Tuesday, February 14, 2017

Small Potatoes



            Burdened with overstuffed handbag, rolling suitcase, and ukulele, I maneuver around the front door and manage to pull it shut behind me. At least the sun is sort of up and it’s not raining. I safely cross the compacted snow and ice separating me from my car, unlock it, and stow the suitcase and ukulele in the back seat.
            Finally in the driver’s seat, I start my car. Only it’s not my car. My car was making a funny scraping sound and went to visit a mechanic. This is my husband’s car. It’s newer than mine, runs smoother, and the Sirius XM radio comes in clearly all the time. But I don’t like it. If I were in my car, it would already be warm. A brilliantly conceived Christmas gift from my sons a few years ago, a remote starter, means I happily press a button and the car starts and warms up while I frantically rush around inside for a few more minutes.
            Today, the hub’s car is cold. Jack Frost decorated the front windshield and vandalized the rear windshield. My hub’s pristinely empty car has no ice scrapers. He must have moved them to the rental he’s using. My ice tools went to see the mechanic with my car. So I must wait for the wires in the back window to melt the ice. I’ve always wondered why the auto designers don’t put wires in the front. I must wait for cold air blowing from the cold heater to melt the cold ice on the front windshield. 
             I’m going to be late for school.
            As small patches of clear glass appear, I run the windshield wipers in a feeble attempt to spread the warmth. Finally after an hour, or maybe five minutes, there’s more clear glass than frost and I start driving. There’s still not heat. Also the car doesn’t quite fit my body. I sit on a thick cushion. The seat is so far forward to reach the pedals that my knee bumps the steering column.
            I turn on my hub’s superior Sirius radio and I can clearly hear more drama about the White House staff. Ugh.
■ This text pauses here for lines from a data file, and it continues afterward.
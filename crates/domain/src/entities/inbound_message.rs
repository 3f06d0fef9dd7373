//! Inbound WhatsApp message received via webhook

use chrono::{DateTime, Utc};
use serde::{Deserialize, Serialize};

/// A normalized incoming message
///
/// Built at webhook receipt time. `received_at` is the local clock reading
/// at parse time; the provider does not send a timestamp.
#[derive(Debug, Clone, PartialEq, Eq, Serialize, Deserialize)]
pub struct InboundMessage {
    /// Provider message identifier
    pub provider_message_id: String,
    /// Sender address (`whatsapp:+...`)
    pub from: String,
    /// Recipient address, i.e. our sender number
    pub to: String,
    /// Text body, if any
    pub text: Option<String>,
    /// First media attachment URL, if any
    pub media_url: Option<String>,
    /// Number of attached media items
    pub media_count: u32,
    /// When the webhook was parsed
    pub received_at: DateTime<Utc>,
}

impl InboundMessage {
    /// Whether the message carries at least one attachment
    pub const fn has_media(&self) -> bool {
        self.media_count > 0
    }
}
The stress of the presidential campaign and election and aftermath and inauguration and aftermath just won’t go away.
             I turn off News and choose Symphony. Some intense pianist is beating the keys in a stress-elevating staccato rhythm. Ugh.
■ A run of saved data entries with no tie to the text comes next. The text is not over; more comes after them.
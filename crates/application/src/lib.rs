//! Application layer - Use cases and orchestration
//!
//! Defines the ports to the messaging provider and the inbound hook, the
//! provider error mapper, and the messaging use cases.

pub mod error;
pub mod error_mapper;
pub mod ports;
pub mod services;

pub use error::ApplicationError;
pub use error_mapper::map_error;
pub use ports::*;
pub use services::*;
            How do I find Sirius’s Christian station? How do I get out of Sirius and find WGRC, my local Christian radio station? I need Don and Dave’s badinage in the morning. I need encouraging music. I need Luis Palau. All available by pressing button 4 on my radio in my car which is at the mechanic’s.
            After ten miles, the car is finally warm, but still silent. I try to remember an encouraging song I can sing to myself. A few lines from a back-in-the-day song emerge, “Reach out to Jesus; he’s reaching out to you.” I sing with my croaky morning voice and more lines come.
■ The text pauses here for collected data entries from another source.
//! API error handling
//!
//! Maps application errors to JSON responses. Internal details are logged,
//! never returned.

use application::ApplicationError;
use axum::{
    Json,
    http::StatusCode,
    response::{IntoResponse, Response},
};
use domain::WhatsAppError;
use serde::Serialize;
use thiserror::Error;
use tracing::error;

/// Generic body for unexpected failures
pub const INTERNAL_ERROR_MESSAGE: &str = "Internal server error";

/// API error type
#[derive(Debug, Error)]
pub enum ApiError {
    /// Invalid input; the message is returned as-is
    #[error("Bad request: {0}")]
    BadRequest(String),

    /// Webhook signature missing or wrong
    #[error("Unauthorized")]
    Unauthorized,

    /// Provider failure already mapped to a status and kind
    #[error("Provider error: {0}")]
    Provider(WhatsAppError),

    #[error("Internal error: {0}")]
    Internal(String),
}

/// Error response body
#[derive(Debug, Serialize)]
pub struct ErrorResponse {
    /// Error message
    pub error: String,
    /// Error code, present for provider failures
    #[serde(skip_serializing_if = "Option::is_none")]
    pub code: Option<String>,
}

impl ErrorResponse {
    fn message(error: impl Into<String>) -> Self {
        Self {
            error: error.into(),
            code: None,
        }
    }
}

impl IntoResponse for ApiError {
    fn into_response(self) -> Response {
        let (status, body) = match self {
            Self::BadRequest(msg) => (StatusCode::BAD_REQUEST, ErrorResponse::message(msg)),
            Self::Unauthorized => (
                StatusCode::UNAUTHORIZED,
                ErrorResponse::message("Unauthorized"),
            ),
            Self::Provider(err) => (
                StatusCode::from_u16(err.http_status).unwrap_or(StatusCode::INTERNAL_SERVER_ERROR),
                ErrorResponse {
                    error: err.message,
                    code: Some(err.kind.as_str().to_string()),
                },
            ),
            Self::Internal(msg) => {
                error!(error = %msg, "Internal error");
                (
                    StatusCode::INTERNAL_SERVER_ERROR,
                    ErrorResponse::message(INTERNAL_ERROR_MESSAGE),
                )
            },
        };

        (status, Json(body)).into_response()
    }
}

impl From<ApplicationError> for ApiError {
    fn from(err: ApplicationError) -> Self {
        match err {
            ApplicationError::Validation(msg) => Self::BadRequest(msg),
            ApplicationError::Provider(e) => Self::Provider(e),
            ApplicationError::Internal(msg) => Self::Internal(msg),
        }
    }
}

#[cfg(test)]
mod tests {
    use axum::body::to_bytes;
    use domain::WhatsAppErrorKind;

    use super::*;

    async fn body_json(response: Response) -> serde_json::Value {
        let bytes = to_bytes(response.into_body(), usize::MAX).await.unwrap();
        serde_json::from_slice(&bytes).unwrap()
    }

    #[tokio::test]
    async fn bad_request_returns_message_verbatim() {
        let response =
            ApiError::BadRequest("Recipient number is required".to_string()).into_response();
        assert_eq!(response.status(), StatusCode::BAD_REQUEST);
        assert_eq!(
            body_json(response).await,
            serde_json::json!({"error": "Recipient number is required"})
        );
    }

    #[tokio::test]
    async fn unauthorized_body() {
        let response = ApiError::Unauthorized.into_response();
        assert_eq!(response.status(), StatusCode::UNAUTHORIZED);
        assert_eq!(body_json(response).await, serde_json::json!({"error": "Unauthorized"}));
    }

    #[tokio::test]
    async fn provider_error_uses_mapped_status_and_kind() {
        let err =
            WhatsAppError::new("Message quota exceeded", WhatsAppErrorKind::QuotaExceeded, 429);
        let response = ApiError::Provider(err).into_response();

        assert_eq!(response.status(), StatusCode::TOO_MANY_REQUESTS);
        assert_eq!(
            body_json(response).await,
            serde_json::json!({"error": "Message quota exceeded", "code": "QUOTA_EXCEEDED"})
        );
    }

    #[tokio::test]
    async fn internal_error_hides_details() {
        let response = ApiError::Internal("database password wrong".to_string()).into_response();
        assert_eq!(response.status(), StatusCode::INTERNAL_SERVER_ERROR);

        let body = body_json(response).await;
        assert_eq!(body, serde_json::json!({"error": "Internal server error"}));
    }

    #[test]
    fn from_application_error() {
        assert!(matches!(
            ApiError::from(ApplicationError::Validation("x".to_string())),
            ApiError::BadRequest(_)
        ));
        assert!(matches!(
            ApiError::from(ApplicationError::Internal("x".to_string())),
            ApiError::Internal(_)
        ));

        let err = WhatsAppError::new("Failed to send message", WhatsAppErrorKind::SendError, 500);
        assert!(matches!(
            ApiError::from(ApplicationError::Provider(err)),
            ApiError::Provider(_)
        ));
    }

    #[test]
    fn error_display() {
        assert_eq!(ApiError::Unauthorized.to_string(), "Unauthorized");
        assert_eq!(
            ApiError::BadRequest("bad".to_string()).to_string(),
            "Bad request: bad"
        );
    }
}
Is your burden heavy as you bear it all alone?
Does the road you’re traveling harbor dangers yet unknown?
Are you growing weary in the struggle of it all?
Jesus will help you when on his name you call.
He is always there, hearing every prayer, faithful and true.
Walking by his side, in his strength we hide, all the day through.
When you get discouraged and you don’t know what to do,
Reach out to Jesus; he’s reaching out to you.
            I come close to remembering the words. I sing it several more times to myself and to the Lord.
            I remember my favorite passage from the Message paraphrase of the Bible.
So we’re not giving up. How could we! Even though on the outside it often looks like things are falling apart on us, on the inside, where God is making new life, not a day goes by without his unfolding grace. These hard times are small potatoes compared to the coming good times, the lavish celebration prepared for us. There’s far more here than meets the eye. The things we see now are here today, gone tomorrow. But the things we can’t see now will last forever. 2 Corinthians 4:16 – 18

            The more serious NIV renders the verse, “For our light and momentary troubles are achieving for us an eternal glory that far outweighs them all.”
            It’s popular nowadays to call this kind of stuff “first world problems.” While women in other parts of the world are walking miles to get water and carrying it on their heads back to their village, I feel put out because I have to drive my hub’s VW instead of my PT Cruiser.
            But I prefer the very American idiom, small potatoes. The stuff I’m facing this morning is smaller than small potatoes. It’s smaller than a tater tot or a single shred of hash browns. 

            Thank you, Lord, for reminding me.